Are your procedures environmentally friendly?
In addition to safety concerns, lubricant spills also may present environmental hazards. In the event of a spill, proper containment, cleaning and disposal are critical. Stocking sufficient oil-absorbing products (mentioned above) is just one important measure to take. In many cases, containment structures (typically concrete, metal or plastic secondary containers surrounding primary containers) are required by law. If floor drains are used for spill collection, they must not connect to sewer lines.
Many governments impose various stringent environmental regulations with regard to the prevention, containment, management and reporting of oil spills. Failure to comply could lead to substantial fines and penalties. Consult your local authorities for applicable regulations and information.
Make Sound Storage And Handling A Priority
By implementing smart lubricant storage and handling procedures, you can:
- Get up to 100 percent of the performance, protection and service life that your lubricants can offer.
- Avoid wasting oil and money by maintaining a contamination-resistant environment, keeping a more efficient inventory and ensuring the timely use of stored products.
- Improve the protection of your personnel and the environment.

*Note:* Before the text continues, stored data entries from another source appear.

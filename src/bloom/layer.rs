//! Bloom filter data interface
//!
//! Wraps a data interface and answers "definitely absent" reads from an
//! in-memory bloom filter.
//!
//! ## Filter Lifecycle
//! ```text
//!  Uninitialized ──load from side store──▶ Valid ◀──────────┐
//!        │                                   │              │
//!        └──nothing persisted──▶ Stale ◀─────┘ checksum     │
//!                                  │           mismatch or  │
//!                                  │           FPP too high │
//!                                  ▼                        │
//!                             Rebuilding ──scan complete────┘
//! ```
//!
//! ## Checksums
//! - `write_count` counts value writes that went through this layer
//! - a filter's checksum counts the writes whose keys it holds
//! - a filter is used only while the two are equal
//!
//! Writes insert into the live filter under `try_read` of the rebuild lock.
//! If the lock is busy the insert goes to the in-progress rebuild filter, or
//! is skipped; a skipped insert leaves the checksum behind, so the filter is
//! judged stale instead of giving a false negative.
//!
//! ## Persistence
//! The side store must never hold a filter that misses keys the backend may
//! already have made durable. A value write therefore removes the persisted
//! record before it reaches the backend, and a snapshot is only written
//! while no value write is in flight.

use std::collections::BTreeSet;
use std::sync::atomic::{AtomicBool, AtomicI64, AtomicU64, Ordering};
use std::sync::{Arc, Weak};

use arc_swap::ArcSwapOption;
use parking_lot::{Mutex, RwLock};

use crate::config::BloomConfig;
use crate::error::{KeystackError, Result};
use crate::interface::{DataInterface, DataStream, KeyValue, Value};
use crate::task::BackgroundTask;

use super::filter::LongBloomFilter;

/// `persisted_checksum` value when the side store holds no filter of ours
const NOT_PERSISTED: i64 = -1;

/// The side store may hold a filter of ours, checksum unknown
const MAYBE_PERSISTED: i64 = -2;

/// A filter under construction plus how far the key scan has got
struct RebuildProgress {
    filter: Arc<LongBloomFilter>,
    /// Writes numbered up to this were counted before the scan started
    start_count: i64,
    /// Highest key inserted so far; the scan runs in key order
    high_water: AtomicI64,
    scanned: AtomicU64,
}

impl RebuildProgress {
    fn new(filter: LongBloomFilter) -> Self {
        Self {
            start_count: filter.checksum(),
            filter: Arc::new(filter),
            high_water: AtomicI64::new(i64::MIN),
            scanned: AtomicU64::new(0),
        }
    }

    fn record(&self, key: i64) {
        self.filter.insert(key);
        self.high_water.store(key, Ordering::Release);
        self.scanned.fetch_add(1, Ordering::Release);
    }

    /// Every key `<= high_water` that existed at scan time is in the filter
    fn covers(&self, key: i64) -> bool {
        self.scanned.load(Ordering::Acquire) > 0 && key <= self.high_water.load(Ordering::Acquire)
    }
}

/// State shared with the persistence task
struct BloomShared<T: Value> {
    name: String,
    inner: Arc<dyn DataInterface<T>>,
    side_store: Arc<dyn DataInterface<LongBloomFilter>>,
    side_key: i64,
    config: BloomConfig,

    /// Filter answering reads; swapped under `rebuild_lock`, read lock-free
    current: ArcSwapOption<LongBloomFilter>,
    /// Filter being rebuilt, visible to readers for keys already scanned
    building: ArcSwapOption<RebuildProgress>,
    /// write = replace/rebuild, read = in-place insert
    rebuild_lock: RwLock<()>,

    write_count: AtomicI64,
    persisted_checksum: AtomicI64,
    /// Value writes between persisted-record removal and `record_write`
    writes_in_flight: AtomicU64,
    /// Serializes side-store updates
    persist_lock: Mutex<()>,

    initialized: AtomicBool,
    closed: AtomicBool,
}

/// `DataInterface` decorator adding a bloom-filter existence check
pub struct BloomFilterDataInterface<T: Value> {
    shared: Arc<BloomShared<T>>,
    persister: Mutex<Option<BackgroundTask>>,
}

impl<T: Value> BloomFilterDataInterface<T> {
    /// Wrap `inner`, persisting the filter in `side_store`.
    ///
    /// The side store should overwrite on write (`OverwriteCombinator`); it
    /// may be shared between several bloom layers with distinct names.
    pub fn new(
        inner: Arc<dyn DataInterface<T>>,
        side_store: Arc<dyn DataInterface<LongBloomFilter>>,
        config: BloomConfig,
    ) -> Result<Self> {
        config.validate()?;
        let name = inner.name().to_string();
        let side_key = side_store_key(&name);

        let shared = Arc::new(BloomShared {
            name,
            inner,
            side_store,
            side_key,
            config,
            current: ArcSwapOption::empty(),
            building: ArcSwapOption::empty(),
            rebuild_lock: RwLock::new(()),
            write_count: AtomicI64::new(0),
            persisted_checksum: AtomicI64::new(NOT_PERSISTED),
            writes_in_flight: AtomicU64::new(0),
            persist_lock: Mutex::new(()),
            initialized: AtomicBool::new(false),
            closed: AtomicBool::new(false),
        });

        let persister = match shared.config.persist_interval {
            Some(interval) => {
                let weak: Weak<BloomShared<T>> = Arc::downgrade(&shared);
                Some(BackgroundTask::periodic(
                    format!("bloom-persist-{}", shared.name),
                    interval,
                    move || match weak.upgrade() {
                        Some(shared) => {
                            shared.maintain();
                            true
                        }
                        None => false,
                    },
                )?)
            }
            None => None,
        };

        Ok(Self {
            shared,
            persister: Mutex::new(persister),
        })
    }

    /// `Some(false)` when the key is definitely absent, `Some(true)` when it
    /// may be present, `None` when there is no up-to-date filter.
    pub fn might_contain(&self, key: i64) -> Option<bool> {
        self.shared.ensure_initialized();
        self.shared.valid_filter().map(|f| f.might_contain(key))
    }

    /// Whether an up-to-date filter is in place
    pub fn is_filter_valid(&self) -> bool {
        self.shared.valid_filter().is_some()
    }

    /// Value writes applied through this layer since the last rebuild
    pub fn write_count(&self) -> i64 {
        self.shared.write_count.load(Ordering::Acquire)
    }

    /// Checksum of the filter last written to the side store
    pub fn persisted_checksum(&self) -> Option<i64> {
        match self.shared.persisted_checksum.load(Ordering::Acquire) {
            checksum if checksum < 0 => None,
            checksum => Some(checksum),
        }
    }

    /// Estimated false-positive rate of the live filter
    pub fn estimated_fpp(&self) -> Option<f64> {
        self.shared.current.load_full().map(|f| f.estimated_fpp())
    }

    /// Make sure a valid filter exists, rebuilding synchronously if needed
    pub fn rebuild_if_stale(&self) -> Result<()> {
        self.shared.ensure_open()?;
        self.shared.ensure_initialized();
        self.shared.rebuild_blocking()?;
        self.shared.sync_side_store();
        Ok(())
    }
}
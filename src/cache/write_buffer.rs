//! Sharded write buffer
//!
//! Each shard owns one pending-writes map behind its own mutex. Flushing
//! swaps the map for an empty one ("flip") and writes the old map out
//! without holding the lock, so writers only ever wait for the swap.

use std::collections::HashMap;
use std::mem;
use std::sync::atomic::{AtomicUsize, Ordering};

use parking_lot::Mutex;

use crate::combinator::Combinator;
use crate::error::Result;
use crate::interface::{KeyValue, Value};

/// Coalesced writes for one key, not yet handed to the backend
#[derive(Debug, Clone, PartialEq)]
pub(crate) struct PendingWrite<T> {
    /// The key must be deleted before `value` is written, so the value is
    /// not combined with what the deletion removed
    delete_first: bool,
    /// `None` means the key ends up deleted
    value: Option<T>,
}

impl<T: Value> PendingWrite<T> {
    fn new(value: Option<T>) -> Self {
        Self {
            delete_first: false,
            value,
        }
    }

    /// Combine `newer` on top of `self`
    fn then(
        self,
        newer: PendingWrite<T>,
        combinator: &dyn Combinator<T>,
        key: i64,
    ) -> Result<PendingWrite<T>> {
        if newer.delete_first || newer.value.is_none() {
            return Ok(newer);
        }
        let Some(incoming) = newer.value else {
            return Ok(self);
        };
        match self.value {
            Some(existing) => {
                let merged = combinator
                    .combine(&existing, &incoming)
                    .map_err(|refused| refused.for_key(key))?;
                Ok(PendingWrite {
                    delete_first: self.delete_first,
                    value: Some(merged),
                })
            }
            None => Ok(PendingWrite {
                delete_first: true,
                value: Some(incoming),
            }),
        }
    }

    /// Backend writes reproducing this pending state
    pub fn push_entries(&self, key: i64, out: &mut Vec<KeyValue<T>>) {
        if self.delete_first && self.value.is_some() {
            out.push(KeyValue::deletion(key));
        }
        out.push(KeyValue::new(key, self.value.clone()));
    }
}

/// One independently locked shard of the write buffer
pub(crate) struct WriteShard<T> {
    buffer: Mutex<HashMap<i64, PendingWrite<T>>>,
    pending: AtomicUsize,
}

impl<T: Value> WriteShard<T> {
    pub fn new() -> Self {
        Self {
            buffer: Mutex::new(HashMap::new()),
            pending: AtomicUsize::new(0),
        }
    }

    /// Number of keys with a pending write
    pub fn len(&self) -> usize {
        self.pending.load(Ordering::Relaxed)
    }

    /// Buffer one write, combining with a pending value for the same key.
    /// On a merge conflict the pending value is left untouched.
    pub fn buffer(
        &self,
        combinator: &dyn Combinator<T>,
        key: i64,
        value: Option<T>,
    ) -> Result<()> {
        let incoming = PendingWrite::new(value);
        let mut buffer = self.buffer.lock();
        match buffer.get(&key) {
            Some(pending) => {
                let merged = pending.clone().then(incoming, combinator, key)?;
                buffer.insert(key, merged);
            }
            None => {
                buffer.insert(key, incoming);
                self.pending.fetch_add(1, Ordering::Relaxed);
            }
        }
        Ok(())
    }

    /// Swap in an empty buffer and return the old one
    pub fn flip(&self) -> HashMap<i64, PendingWrite<T>> {
        let mut buffer = self.buffer.lock();
        self.pending.store(0, Ordering::Relaxed);
        mem::take(&mut *buffer)
    }

    /// Put back writes whose flush failed, underneath anything written since.
    /// Returns the number of keys that could not be merged back.
    pub fn restore(
        &self,
        combinator: &dyn Combinator<T>,
        older: Vec<(i64, PendingWrite<T>)>,
    ) -> usize {
        let mut buffer = self.buffer.lock();
        let mut lost = 0;
        for (key, old) in older {
            match buffer.remove(&key) {
                Some(newer) => match old.then(newer.clone(), combinator, key) {
                    Ok(merged) => {
                        buffer.insert(key, merged);
                    }
                    Err(e) => {
                        tracing::error!(key, error = %e, "Dropping unflushed write that conflicts with a newer one");
                        buffer.insert(key, newer);
                        lost += 1;
                    }
                },
                None => {
                    buffer.insert(key, old);
                }
            }
        }
        self.pending.store(buffer.len(), Ordering::Relaxed);
        lost
    }
}

/// Shard owning `key`
pub(crate) fn shard_index(key: i64, shard_count: usize) -> usize {
    key.rem_euclid(shard_count as i64) as usize
}
//! Cached data interface
//!
//! Write-behind buffering plus a bounded read cache in front of another
//! data interface.
//!
//! ## Concurrency Model
//! - **Writes** go to one of N shard buffers (one mutex each) and never
//!   touch the backend
//! - **Flush** (explicit, periodic or memory reclaim) is serialized by
//!   `flush_lock`; it flips every shard and hands the old buffers to the
//!   backend in parallel
//! - **Reads** see the read cache or the backend; buffered writes become
//!   visible once a flush completes
//!
//! Any flush that reached the backend clears the whole read cache. Cache
//! fills carry the generation they started in, so a fill that raced with
//! the clear is dropped instead of resurrecting an old value.

use std::collections::BTreeSet;
use std::mem;
use std::sync::atomic::{AtomicBool, Ordering};
use std::sync::Arc;
use std::thread;
use std::time::{Duration, Instant};

use parking_lot::Mutex;

use crate::combinator::SharedCombinator;
use crate::config::CacheConfig;
use crate::error::{KeystackError, Result};
use crate::interface::{DataInterface, DataStream, KeyValue, Value};
use crate::memory::{MemoryGobbler, MemoryManager, MemoryStatus};
use crate::task::{BackgroundTask, StopSignal};

use super::read_cache::ReadCache;
use super::write_buffer::{shard_index, PendingWrite, WriteShard};

/// Memory status is re-checked every this many streamed entries
const MEMORY_CHECK_INTERVAL: usize = 256;

/// Sleep between checks while writes wait out a stuck flush
const STUCK_FLUSH_POLL: Duration = Duration::from_millis(10);

/// Rough per-entry bookkeeping cost of the maps, on top of key and value
const ENTRY_OVERHEAD_BYTES: u64 = 32;

type FlippedShard<T> = (usize, Vec<(i64, PendingWrite<T>)>);

/// State shared with the flush and warm-up tasks
struct CacheShared<T: Value> {
    name: String,
    inner: Arc<dyn DataInterface<T>>,
    combinator: SharedCombinator<T>,
    memory: Arc<dyn MemoryManager>,
    config: CacheConfig,

    shards: Box<[WriteShard<T>]>,
    read_cache: ReadCache<T>,

    /// Serializes flushes and `drop_all_data`
    flush_lock: Mutex<()>,
    /// Last time a flush went through completely
    last_flush: Mutex<Instant>,

    warm_up: Mutex<Option<BackgroundTask>>,
    closed: AtomicBool,
}

/// `DataInterface` decorator adding write buffering and a read cache
pub struct CachedDataInterface<T: Value> {
    shared: Arc<CacheShared<T>>,
    flusher: Mutex<Option<BackgroundTask>>,
}

impl<T: Value> CachedDataInterface<T> {
    /// Wrap `inner`, coalescing buffered writes with `combinator`.
    ///
    /// `combinator` must be the same one `inner` applies, otherwise buffered
    /// and direct writes would merge differently.
    pub fn new(
        inner: Arc<dyn DataInterface<T>>,
        combinator: SharedCombinator<T>,
        memory: Arc<dyn MemoryManager>,
        config: CacheConfig,
    ) -> Result<Self> {
        config.validate()?;
        let name = inner.name().to_string();

        let shared = Arc::new(CacheShared {
            name,
            inner,
            combinator,
            memory: Arc::clone(&memory),
            shards: (0..config.write_shards).map(|_| WriteShard::new()).collect(),
            read_cache: ReadCache::new(config.read_cache_capacity),
            flush_lock: Mutex::new(()),
            last_flush: Mutex::new(Instant::now()),
            warm_up: Mutex::new(None),
            closed: AtomicBool::new(false),
            config,
        });

        let gobbler: Arc<dyn MemoryGobbler> = shared.clone();
        memory.register_gobbler(Arc::downgrade(&gobbler));

        let flusher = match shared.config.flush_interval {
            Some(interval) => {
                let weak = Arc::downgrade(&shared);
                Some(BackgroundTask::periodic(
                    format!("cache-flush-{}", shared.name),
                    interval,
                    move || match weak.upgrade() {
                        Some(shared) => {
                            if let Err(e) = shared.flush_all() {
                                tracing::warn!(name = %shared.name, error = %e, "Periodic flush failed");
                            }
                            true
                        }
                        None => false,
                    },
                )?)
            }
            None => None,
        };

        if shared.config.warm_up && shared.config.read_cache_capacity > 0 {
            let weak = Arc::downgrade(&shared);
            let task = BackgroundTask::spawn(format!("cache-warm-up-{}", shared.name), move |stop| {
                if let Some(shared) = weak.upgrade() {
                    shared.warm_up(&stop);
                }
            })?;
            *shared.warm_up.lock() = Some(task);
        }

        Ok(Self {
            shared,
            flusher: Mutex::new(flusher),
        })
    }

    /// Keys with a buffered write not yet handed to the backend
    pub fn pending_writes(&self) -> usize {
        self.shared.pending_writes()
    }

    /// Entries held by the read cache, cached absences included
    pub fn cached_entries(&self) -> usize {
        self.shared.read_cache.len()
    }

    pub fn is_closed(&self) -> bool {
        self.shared.closed.load(Ordering::Acquire)
    }

    fn stop_flusher(&self) {
        let flusher = self.flusher.lock().take();
        if let Some(mut task) = flusher {
            task.stop();
        }
    }
}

The sooner you review and revise your storage and handling program, the sooner you can begin to reap the benefits. Make it a priority.
What Can Cause Stored Lubricants To Go Bad?
Some of the most common causes of lubricant contamination and degradation include:
- Storage of a lubricant beyond its expected shelf life
- Damaged or improperly sealed containers
- Unclean dispensing equipment
- Inappropriate mixing of lubricants
- Ingression of moisture from humidity, condensation or precipitation
- A dusty or dirty environment
- Exposure to extreme heat or cold, or to fluctuating temperatures
Ensure that your storage and handling procedures safeguard against these and other contamination-causing circumstances.
Tips for storing …
- Whether kept inside (preferable) or outside, drums are best stored on their sides (horizontally) with bungs at the 3 o’clock and 9 o’clock positions. This prevents moisture from accumulating on the top (especially if kept outdoors), and also minimizes the ingress of air through the bungs (indoors or out).
- If drums must be stored upright outside, use drum covers (rain caps) or store them at a tilt to prevent moisture from pooling and ingesting through the bungs.
- Use filters on tank vents to help keep out dust, water and other contaminants.
- Tanks should be equipped with breathers and secured hatches to minimize the ingress of debris and moisture.
- If condensate accumulates in the tank, it should be drained, pumped or (in the case of grease) siphoned out promptly to avoid rust and contamination.
- Avoid using galvanized tanks and piping, as some lubricant additives react adversely with zinc and will form sludge.
Opened lubricant containers:
- Opened, partially used containers should be properly, tightly closed to minimize contamination of the remaining fluid.
- Cover or cap pails and drums when not in use to help seal out contaminants, and consider filtered breathers for tanks and bung-breather filters for frequently opened drums.
- If used grease tubes are to be reused, store each one in its own sealable, washable container.